The most powerful advantage of mouth swab drug testing is that it can be administered literally anywhere—even in plain sight of staff. The test only requires putting a mouth swab between the lower cheek and gum. The employee holds it in place until it is saturated. The process rarely takes more than 5 minutes. Despite the claims we hear many drug users make, the only way to pass a mouth swab drug test is to not use drugs.
Results are received in just a couple of days.
Because it detects recent drug use, it’s becoming a popular option for random drug testing. In fact, the HHS (The Health and Human Services Administration) approved the use of this test as an alternate drug testing method for all federally mandated employers as of January 1, 2020.
At this time, it’s uncertain whether or not the DOT will approve this method into its regulations.
The less common hair follicle drug test offers the same simplicity as mouth swab testing, however, it’s more expensive.
The fact that it offers a 90-day detection window overrides the added cost in the eyes of more and more employers. In fact, the DOT officially requested that the hair test replace the urinalysis. The request is passing through the chain-of-command and many expect to hear the final decision soon.
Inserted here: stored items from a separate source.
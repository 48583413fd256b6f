//! Configuration for the Spark exporter.
//!
//! All configuration comes from command-line flags at process start and is
//! immutable afterwards; there is no config file and no environment lookup.

use std::net::SocketAddr;
use std::time::Duration;

use thiserror::Error;

/// Configuration errors. All of these are fatal at startup.
#[derive(Debug, Error)]
pub enum ConfigError {
    #[error("Invalid listen address '{0}'")]
    ListenAddr(String),

    #[error("Metrics path must start with '/': '{0}'")]
    MetricsPath(String),

    #[error("Invalid Spark application URI '{uri}': {reason}")]
    SparkUri { uri: String, reason: String },

    #[error("Spark timeout must be greater than zero")]
    Timeout,

    #[error("Failed to build HTTP client: {0}")]
    HttpClient(String),
}

/// Log output format.
#[derive(Debug, Clone, Copy, Default, PartialEq, Eq, clap::ValueEnum)]
pub enum LogFormat {
    #[default]
    Text,
    Json,
}

/// Complete exporter configuration.
#[derive(Debug, Clone)]
pub struct ExporterConfig {
    /// Address to listen on for the web interface and telemetry.
    pub listen: String,

    /// Path under which to expose metrics.
    pub metrics_path: String,

    /// Base URI of the Spark application REST API.
    pub spark_uri: String,

    /// Timeout for requests against the Spark API.
    pub spark_timeout: Duration,

    /// Log output format.
    pub log_format: LogFormat,
}

impl Default for ExporterConfig {
    fn default() -> Self {
        Self {
            listen: "0.0.0.0:9110".to_string(),
            metrics_path: "/metrics".to_string(),
            spark_uri: "http://localhost:4040".to_string(),
            spark_timeout: Duration::from_secs(5),
            log_format: LogFormat::Text,
        }
    }
}

impl ExporterConfig {
    /// Validate the configuration.
    pub fn validate(&self) -> Result<(), ConfigError> {
        self.listen_addr()?;

        if !self.metrics_path.starts_with('/') {
            return Err(ConfigError::MetricsPath(self.metrics_path.clone()));
        }

        match reqwest::Url::parse(&self.spark_uri) {
            Ok(url) if url.scheme() == "http" || url.scheme() == "https" => {}
            Ok(url) => {
                return Err(ConfigError::SparkUri {
                    uri: self.spark_uri.clone(),
                    reason: format!("unsupported scheme '{}'", url.scheme()),
                });
            }
            Err(e) => {
                return Err(ConfigError::SparkUri {
                    uri: self.spark_uri.clone(),
                    reason: e.to_string(),
                });
            }
        }

        if self.spark_timeout.is_zero() {
            return Err(ConfigError::Timeout);
        }

        Ok(())
    }

    /// Parse the configured listen address.
    pub fn listen_addr(&self) -> Result<SocketAddr, ConfigError> {
        self.listen
            .parse()
            .map_err(|_| ConfigError::ListenAddr(self.listen.clone()))
    }
}
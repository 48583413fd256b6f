//! HTTP server for the Prometheus metrics endpoint.
//!
//! The metrics handler triggers a fresh scrape on every request and always
//! answers 200: a monitoring pull surface must stay scrapable even when the
//! monitored target is down, so upstream failures surface as `spark_up 0`
//! rather than as HTTP errors.

use std::net::SocketAddr;

use axum::Router;
use axum::extract::State;
use axum::http::StatusCode;
use axum::response::{Html, IntoResponse, Response};
use axum::routing::get;
use tokio::sync::watch;
use tower_http::cors::CorsLayer;
use tracing::info;

use crate::exporter::SharedExporter;

/// Application state shared across handlers.
#[derive(Clone)]
struct AppState {
    exporter: SharedExporter,
    metrics_path: String,
}

/// Create the HTTP router.
fn create_router(exporter: SharedExporter, metrics_path: &str) -> Router {
    let state = AppState {
        exporter,
        metrics_path: metrics_path.to_string(),
    };

    Router::new()
        .route(metrics_path, get(metrics_handler))
        .route("/", get(index_handler))
        .route("/health", get(health_handler))
        .layer(CorsLayer::permissive())
        .with_state(state)
}

/// Handler for the metrics endpoint. Scrapes, then serves the snapshot.
async fn metrics_handler(State(state): State<AppState>) -> Response {
    let snapshot = state.exporter.collect().await;

    (
        StatusCode::OK,
        [("content-type", "text/plain; version=0.0.4; charset=utf-8")],
        snapshot.render(),
    )
        .into_response()
}

/// Handler for the landing page.
async fn index_handler(State(state): State<AppState>) -> Html<String> {
    Html(format!(
        "<html>\n\
         <head><title>Spark Exporter</title></head>\n\
         <body>\n\
         <h1>Spark Exporter</h1>\n\
         <p><a href='{}'>Metrics</a></p>\n\
         </body>\n\
         </html>",
        state.metrics_path
    ))
}

/// Handler for the /health endpoint.
async fn health_handler() -> Response {
    (StatusCode::OK, "healthy\n").into_response()
}

/// HTTP server configuration.
pub struct HttpServer {
    exporter: SharedExporter,
    listen_addr: SocketAddr,
    metrics_path: String,
}

impl HttpServer {
    /// Create a new HTTP server.
    pub fn new(exporter: SharedExporter, listen_addr: SocketAddr, metrics_path: String) -> Self {
        Self {
            exporter,
            listen_addr,
            metrics_path,
        }
    }

    /// Run the HTTP server until the shutdown signal is received.
    pub async fn run(self, mut shutdown: watch::Receiver<bool>) -> anyhow::Result<()> {
        let router = create_router(self.exporter, &self.metrics_path);

        let listener = tokio::net::TcpListener::bind(self.listen_addr)
            .await
            .map_err(|e| anyhow::anyhow!("Failed to bind to {}: {}", self.listen_addr, e))?;

        info!(
            addr = %self.listen_addr,
            path = %self.metrics_path,
            "HTTP server listening"
        );

        axum::serve(listener, router)
            .with_graceful_shutdown(async move {
                loop {
                    if shutdown.changed().await.is_err() {
                        break;
                    }
                    if *shutdown.borrow() {
                        break;
                    }
                }
                info!("HTTP server shutting down");
            })
            .await
            .map_err(|e| anyhow::anyhow!("HTTP server error: {}", e))?;

        info!("HTTP server stopped");
        Ok(())
    }
}

#[cfg(test)]
mod tests {
    use super::*;
    use crate::config::ExporterConfig;
    use crate::exporter::Exporter;
    use axum::body::Body;
    use axum::http::Request;
    use std::sync::Arc;
    use tower::ServiceExt;

    /// An exporter whose upstream nothing listens on; every scrape fails fast
    /// with connection refused.
    fn unreachable_exporter() -> SharedExporter {
        let config = ExporterConfig {
            spark_uri: "http://127.0.0.1:1".to_string(),
            ..Default::default()
        };
        Arc::new(Exporter::new(&config).unwrap())
    }

    async fn body_string(response: Response) -> String {
        let bytes = axum::body::to_bytes(response.into_body(), usize::MAX)
            .await
            .unwrap();
        String::from_utf8(bytes.to_vec()).unwrap()
    }

    #[tokio::test]
    async fn test_metrics_endpoint_ok_when_spark_down() {
        let router = create_router(unreachable_exporter(), "/metrics");

        let response = router
            .oneshot(Request::get("/metrics").body(Body::empty()).unwrap())
            .await
            .unwrap();

        assert_eq!(response.status(), StatusCode::OK);

        let content_type = response.headers().get("content-type").unwrap();
        assert!(content_type.to_str().unwrap().contains("text/plain"));

        let body = body_string(response).await;
        assert!(body.contains("spark_up 0"));
    }

    #[tokio::test]
    async fn test_index_links_metrics_path() {
        let router = create_router(unreachable_exporter(), "/metrics");

        let response = router
            .oneshot(Request::get("/").body(Body::empty()).unwrap())
            .await
            .unwrap();

        assert_eq!(response.status(), StatusCode::OK);

        let body = body_string(response).await;
        assert!(body.contains("Spark Exporter"));
        assert!(body.contains("href='/metrics'"));
    }

    #[tokio::test]
    async fn test_health_endpoint() {
        let router = create_router(unreachable_exporter(), "/metrics");

        let response = router
            .oneshot(Request::get("/health").body(Body::empty()).unwrap())
            .await
            .unwrap();

        assert_eq!(response.status(), StatusCode::OK);
    }

    #[tokio::test]
    async fn test_custom_metrics_path() {
        let router = create_router(unreachable_exporter(), "/prometheus/metrics");

        let response = router
            .clone()
            .oneshot(
                Request::get("/prometheus/metrics")
                    .body(Body::empty())
                    .unwrap(),
            )
            .await
            .unwrap();
        assert_eq!(response.status(), StatusCode::OK);

        // Default path should 404
        let response = router
            .oneshot(Request::get("/metrics").body(Body::empty()).unwrap())
            .await
            .unwrap();
        assert_eq!(response.status(), StatusCode::NOT_FOUND);
    }
}
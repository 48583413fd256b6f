//! Prometheus exporter for Apache Spark application metrics.

use std::sync::Arc;
use std::time::Duration;

use clap::Parser;
use tokio::sync::watch;
use tracing::{Level, info};
use tracing_subscriber::EnvFilter;

use spark_exporter::config::LogFormat;
use spark_exporter::{Exporter, ExporterConfig, HttpServer};

/// Prometheus exporter for Apache Spark application metrics.
#[derive(Parser, Debug)]
#[command(name = "spark-exporter")]
#[command(about = "Export Apache Spark application metrics for Prometheus")]
#[command(version)]
struct Args {
    /// Address to listen on for web interface and telemetry.
    #[arg(long = "web.listen-address", default_value = "0.0.0.0:9110")]
    listen_address: String,

    /// Path under which to expose metrics.
    #[arg(long = "web.telemetry-path", default_value = "/metrics")]
    telemetry_path: String,

    /// URI on which to scrape Spark application metrics.
    #[arg(long = "spark.application-uri", default_value = "http://localhost:4040")]
    spark_application_uri: String,

    /// Timeout in seconds for requests against the Spark application API.
    #[arg(long = "spark.timeout-secs", default_value_t = 5)]
    spark_timeout_secs: u64,

    /// Log level (trace, debug, info, warn, error).
    #[arg(long, default_value = "info")]
    log_level: String,

    /// Log output format.
    #[arg(long, value_enum, default_value = "text")]
    log_format: LogFormat,
}

#[tokio::main]
async fn main() -> anyhow::Result<()> {
    let args = Args::parse();

    let config = ExporterConfig {
        listen: args.listen_address,
        metrics_path: args.telemetry_path,
        spark_uri: args.spark_application_uri,
        spark_timeout: Duration::from_secs(args.spark_timeout_secs),
        log_format: args.log_format,
    };

    // Initialize logging
    let log_level = args.log_level.parse().unwrap_or(Level::INFO);
    let filter = EnvFilter::from_default_env()
        .add_directive(format!("spark_exporter={}", log_level).parse()?);

    match config.log_format {
        LogFormat::Json => {
            tracing_subscriber::fmt()
                .with_env_filter(filter)
                .json()
                .init();
        }
        LogFormat::Text => {
            tracing_subscriber::fmt().with_env_filter(filter).init();
        }
    }

    info!("Starting Spark exporter");

    // Configuration errors are fatal before the listener ever starts.
    let exporter = Arc::new(Exporter::new(&config)?);
    let listen_addr = config.listen_addr()?;

    info!(
        uri = %config.spark_uri,
        timeout_secs = config.spark_timeout.as_secs(),
        "Scraping Spark application API"
    );

    // Create shutdown signal
    let (shutdown_tx, shutdown_rx) = watch::channel(false);

    let http_server = HttpServer::new(exporter, listen_addr, config.metrics_path.clone());
    let mut http_task = tokio::spawn(http_server.run(shutdown_rx));

    // Wait for shutdown signal
    tokio::select! {
        _ = tokio::signal::ctrl_c() => {
            info!("Received Ctrl+C, shutting down...");
        }
        _ = async {
            #[cfg(unix)]
            {
                let mut sigterm = tokio::signal::unix::signal(
                    tokio::signal::unix::SignalKind::terminate()
                ).expect("failed to install SIGTERM handler");
                sigterm.recv().await;
            }
            #[cfg(not(unix))]
            {
                std::future::pending::<()>().await;
            }
        } => {
            info!("Received SIGTERM, shutting down...");
        }
        // An unbindable listen address lands here: surface it and exit non-zero.
        result = &mut http_task => {
            result??;
            anyhow::bail!("HTTP server exited unexpectedly");
        }
    }

    // Signal shutdown
    shutdown_tx.send(true)?;

    // Wait for the server to drain
    let _ = tokio::time::timeout(Duration::from_secs(5), http_task).await;

    info!("Exporter stopped");
    Ok(())
}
This test requires the administrator to cut a small (less than 1” wide) section of hair, ideally from near the base of the scalp, and secure it in a zipper-lock plastic bag. While this testing method is easy and convenient, some staff may have an issue with having their hair cut.
Body hair can be taken instead and is tested by volume rather than length. Administrators collect enough hair to equal the size of a cotton ball about an inch in diameter.
Body hair provides a longer detection window compared to head hair. Hair collected from an employee’s head will detect drug use for up to 90-days, while hair collected from the body will detect drug use for about a year.
The hair test can’t detect current impairment or very recent drug use.